Leí el testimonio de una persona que sobrevivió a la caída de las Torres Gemelas, habiendo trabajado en ellas. Si hubiese llegado cinco minutos antes, hubiera sido aplastado por la explosión dentro del ascensor; sin embargo, cuando llegó al edificio donde estaba su oficina vio a la gente saliendo despavorida, junto con una nube de humo. Por ello, logró salvarse al escapar del lugar en un tren subterráneo (luego de algunos eventos que lo impulsaron a ello). Es interesante (y muy doloroso para quien lo vive) como su memoria traumática lo prevenía de los viajes en avión o hasta en carro. Cuenta que cuando fue a ver una película que trataba el tema del 11-S, sin pensarlo se lanzó al suelo el momento en que los parlantes reprodujeron la explosión que él escuchó ese día. Lo que más le afecta hoy es la culpa: «¿por qué yo sí y por qué otros no?».

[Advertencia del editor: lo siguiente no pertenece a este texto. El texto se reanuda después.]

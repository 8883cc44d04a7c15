//! Probe configuration, read once from the process environment

use std::time::Duration;
use log::debug;

pub const API_URL_VAR: &str = "DEEPSEEK_API_URL";
pub const MODEL_VAR: &str = "DEEPSEEK_MODEL";
pub const TIMEOUT_VAR: &str = "DEEPSEEK_TIMEOUT_SECS";

/// Whole-request timeout used when `DEEPSEEK_TIMEOUT_SECS` is unset
pub const DEFAULT_TIMEOUT_SECS: u64 = 120;

/// Connect timeout, independent of the request timeout
pub const CONNECT_TIMEOUT_SECS: u64 = 10;

/// Probe configuration
#[derive(Debug, Clone, PartialEq, Eq)]
pub struct ProbeConfig
{   /// Server base URL, without trailing slash
    pub api_url: String
  , /// Requested model identifier
    pub model: String
  , /// Whole-request timeout
    pub timeout: Duration
}

impl ProbeConfig
{   pub fn new(api_url: &str, model: &str) -> Self
    {   ProbeConfig
        {   api_url: api_url.trim_end_matches('/').to_string()
          , model: model.to_string()
          , timeout: Duration::from_secs(DEFAULT_TIMEOUT_SECS)
        }
    }

    pub fn with_timeout(mut self, timeout: Duration) -> Self
    {   self.timeout = timeout;
        self
    }

    /// Load from the real process environment
    pub fn from_env() -> Result<Self, crate::error::Error>
    {   Self::from_lookup(|key| std::env::var(key).ok())
    }

    /// Load through an arbitrary variable lookup
    pub fn from_lookup<F>(lookup: F)
      -> Result<Self, crate::error::Error>
    where
      F: Fn(&str) -> Option<String>
    {   let api_url = required(&lookup, API_URL_VAR)?;
        let model = required(&lookup, MODEL_VAR)?;

        let timeout_secs = match lookup(TIMEOUT_VAR)
        {   Some(raw) if !raw.trim().is_empty() => {
              parse_timeout(raw.trim())?
            }
          , _ => DEFAULT_TIMEOUT_SECS
        };

        let config = ProbeConfig::new(&api_url, &model)
          .with_timeout(Duration::from_secs(timeout_secs));
        debug!(
          "Loaded config: url={} model={} timeout={:?}",
          config.api_url, config.model, config.timeout
        );
        Ok(config)
    }
}

fn required<F>(lookup: &F, key: &str)
  -> Result<String, crate::error::Error>
where
  F: Fn(&str) -> Option<String>
{   lookup(key)
      .map(|v| v.trim().to_string())
      .filter(|v| !v.is_empty())
      .ok_or_else(|| crate::error::Error::MissingConfig(key.to_string()))
}

fn parse_timeout(raw: &str) -> Result<u64, crate::error::Error>
{   match raw.parse::<u64>()
    {   Ok(secs) if secs > 0 => Ok(secs)
      , _ => Err(crate::error::Error::InvalidConfiguration(
          format!("{} must be a positive integer, got {:?}", TIMEOUT_VAR, raw)
        ))
    }
}

#[cfg(test)]
mod tests
{   use super::*;
    use std::collections::HashMap;
    use crate::error::Error;

    fn lookup_from(pairs: &[(&str, &str)])
      -> impl Fn(&str) -> Option<String>
    {   let map: HashMap<String, String> = pairs
          .iter()
          .map(|(k, v)| (k.to_string(), v.to_string()))
          .collect();
        move |key: &str| map.get(key).cloned()
    }

    #[test]
    fn loads_required_values_and_default_timeout()
    {   let config = ProbeConfig::from_lookup(lookup_from(&[
          (API_URL_VAR, "http://localhost:11434")
        , (MODEL_VAR, "deepseek-r1")
        ])).unwrap();

        assert_eq!(config.api_url, "http://localhost:11434");
        assert_eq!(config.model, "deepseek-r1");
        assert_eq!(config.timeout, Duration::from_secs(DEFAULT_TIMEOUT_SECS));
    }

    #[test]
    fn trims_trailing_slash()
    {   let config = ProbeConfig::from_lookup(lookup_from(&[
          (API_URL_VAR, "http://localhost:11434//")
        , (MODEL_VAR, "deepseek-r1")
        ])).unwrap();
        assert_eq!(config.api_url, "http://localhost:11434");
    }

    #[test]
    fn missing_or_blank_values_are_rejected()
    {   let err = ProbeConfig::from_lookup(lookup_from(&[
          (MODEL_VAR, "deepseek-r1")
        ])).unwrap_err();
        assert_eq!(err, Error::MissingConfig(API_URL_VAR.to_string()));

        let err = ProbeConfig::from_lookup(lookup_from(&[
          (API_URL_VAR, "http://localhost:11434")
        , (MODEL_VAR, "   ")
        ])).unwrap_err();
        assert_eq!(err, Error::MissingConfig(MODEL_VAR.to_string()));
    }

    #[test]
    fn timeout_override()
    {   let config = ProbeConfig::from_lookup(lookup_from(&[
          (API_URL_VAR, "http://localhost:11434")
        , (MODEL_VAR, "deepseek-r1")
        , (TIMEOUT_VAR, "5")
        ])).unwrap();
        assert_eq!(config.timeout, Duration::from_secs(5));

        let err = ProbeConfig::from_lookup(lookup_from(&[
          (API_URL_VAR, "http://localhost:11434")
        , (MODEL_VAR, "deepseek-r1")
        , (TIMEOUT_VAR, "0")
        ])).unwrap_err();
        assert!(matches!(err, Error::InvalidConfiguration(_)));
    }
}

Esto es lo que Lifton y Olson describieron como el síndrome del superviviente en 1976. Es en realidad una parte del TEPT, pues son pensamientos intrusivos que se meten en la cabeza sin que los busquemos y nos regresan de alguna manera a emociones pasadas. Y nuestra mente tiende a buscar culpables para descargar un poco del peso de esa carga emotiva. El síndrome del superviviente nos hace sentir esa culpa a nosotros porque la responsabilidad de haber seguido adelante cuando tantos otros no lo lograron nos obliga a pensar que no merecemos esta suerte. Es una manera algo retorcida con la cual nuestro inconsciente pretende regresar a aquellos que ya no están. Hacemos una especie de trueque imaginario: yo me voy para que el otro vuelva.

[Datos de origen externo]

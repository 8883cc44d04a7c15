pub mod error;
pub mod config;
pub mod providers;
pub mod request;
pub mod probe;
pub mod report;

/*

deepseek-probe: a one-shot check that a local inference server
(Ollama API) is reachable, has the configured model, and can
answer a prompt.

  1. GET  {DEEPSEEK_API_URL}/api/tags       list installed models
  2. pick DEEPSEEK_MODEL, or the first listed model if it is missing
  3. POST {DEEPSEEK_API_URL}/api/generate   one non-streaming completion

Any failure stops the run, prints troubleshooting text for its
class and exits with status 1.

*/

use std::io::Write;
use log::{debug, info};

pub use config::ProbeConfig;
pub use error::{Error, ErrorCategory};
pub use probe::{ModelChoice, Prober, ProbeSummary, Stage};
pub use report::Reporter;

pub const EXIT_SUCCESS: u8 = 0;
pub const EXIT_FAILURE: u8 = 1;

/// Runs the probe and renders the outcome; returns the exit code
pub async fn run<W: Write>(
  config: &ProbeConfig
, reporter: &mut Reporter<W>
) -> u8
{   debug!("Starting probe of {}", config.api_url);
    let outcome = match Prober::new(config)
    {   Ok(mut prober) => prober.run(reporter).await
      , Err(e) => Err(e)
    };
    finish(outcome.map(|summary| {
      info!("Probe succeeded with model {}", summary.choice.effective());
    }), reporter)
}

/// Reports a terminal outcome and maps it to an exit code
pub fn finish<W: Write>(
  outcome: Result<(), Error>
, reporter: &mut Reporter<W>
) -> u8
{   match outcome
    {   Ok(()) => {
          reporter.success();
          EXIT_SUCCESS
        }
      , Err(e) => {
          reporter.failure(&e);
          EXIT_FAILURE
        }
    }
}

Si bien, como decía al inicio, el TEPT se refiere sobre todo a dramas muy fuertes (desastres naturales, accidentes, muertes repentinas, amenazas a nuestra vida) podemos sentir una suerte de estrés postraumático proporcional a la gravedad o la intensidad del evento (como señala Echeburúa). Si me enfermé comiendo ostras y terminé en el hospital, es posible que sienta una reacción adversa con solo volver a pensar en ostras. Si la separación que sufrí con mi pareja fue sumamente dolorosa y hasta cierto punto inesperada, seguiré soñando en ella por mucho tiempo e incluso sentiré culpa por el daño que yo le infligí (aunque haya sido más bien al revés). La mente guarda programaciones para poder enfrentar los hechos cotidianos, pero si un hecho se sale de esa normalidad, grabará otra manera de reaccionar para no verse nuevamente afectado por algo igual.
Es probable que, de una u otra forma, todos hayamos experimentado heridas en nuestra historia que nos condujeron a una memoria traumática (o a un bloqueo de esos recuerdos). El punto es que nadie puede controlar esa programación hasta que no asume el hecho y aprende a vivir con él sin querer modificarlo. Porque, mientras la máquina del tiempo no exista, el pasado es algo que no es susceptible de cambio. Lo único que tenemos para actuar es el aquí y el ahora. Más allá, solo está la película que se pasa nuestra mente y así nos cuida de repetir ese trauma. Asumir que nuestros vacíos no se van a llenar con nada y que nuestras heridas solo se curan cuando las aceptamos y le vamos pasando el alcohol de nuestros propósitos y nuestros sueños, nos permite romper ese círculo del TEPT. Eso es resiliencia; eso es crecer, como el árbol, alrededor de nuestras heridas.
A través del amor y el propósito, el futuro siempre es más brillante que el ayer.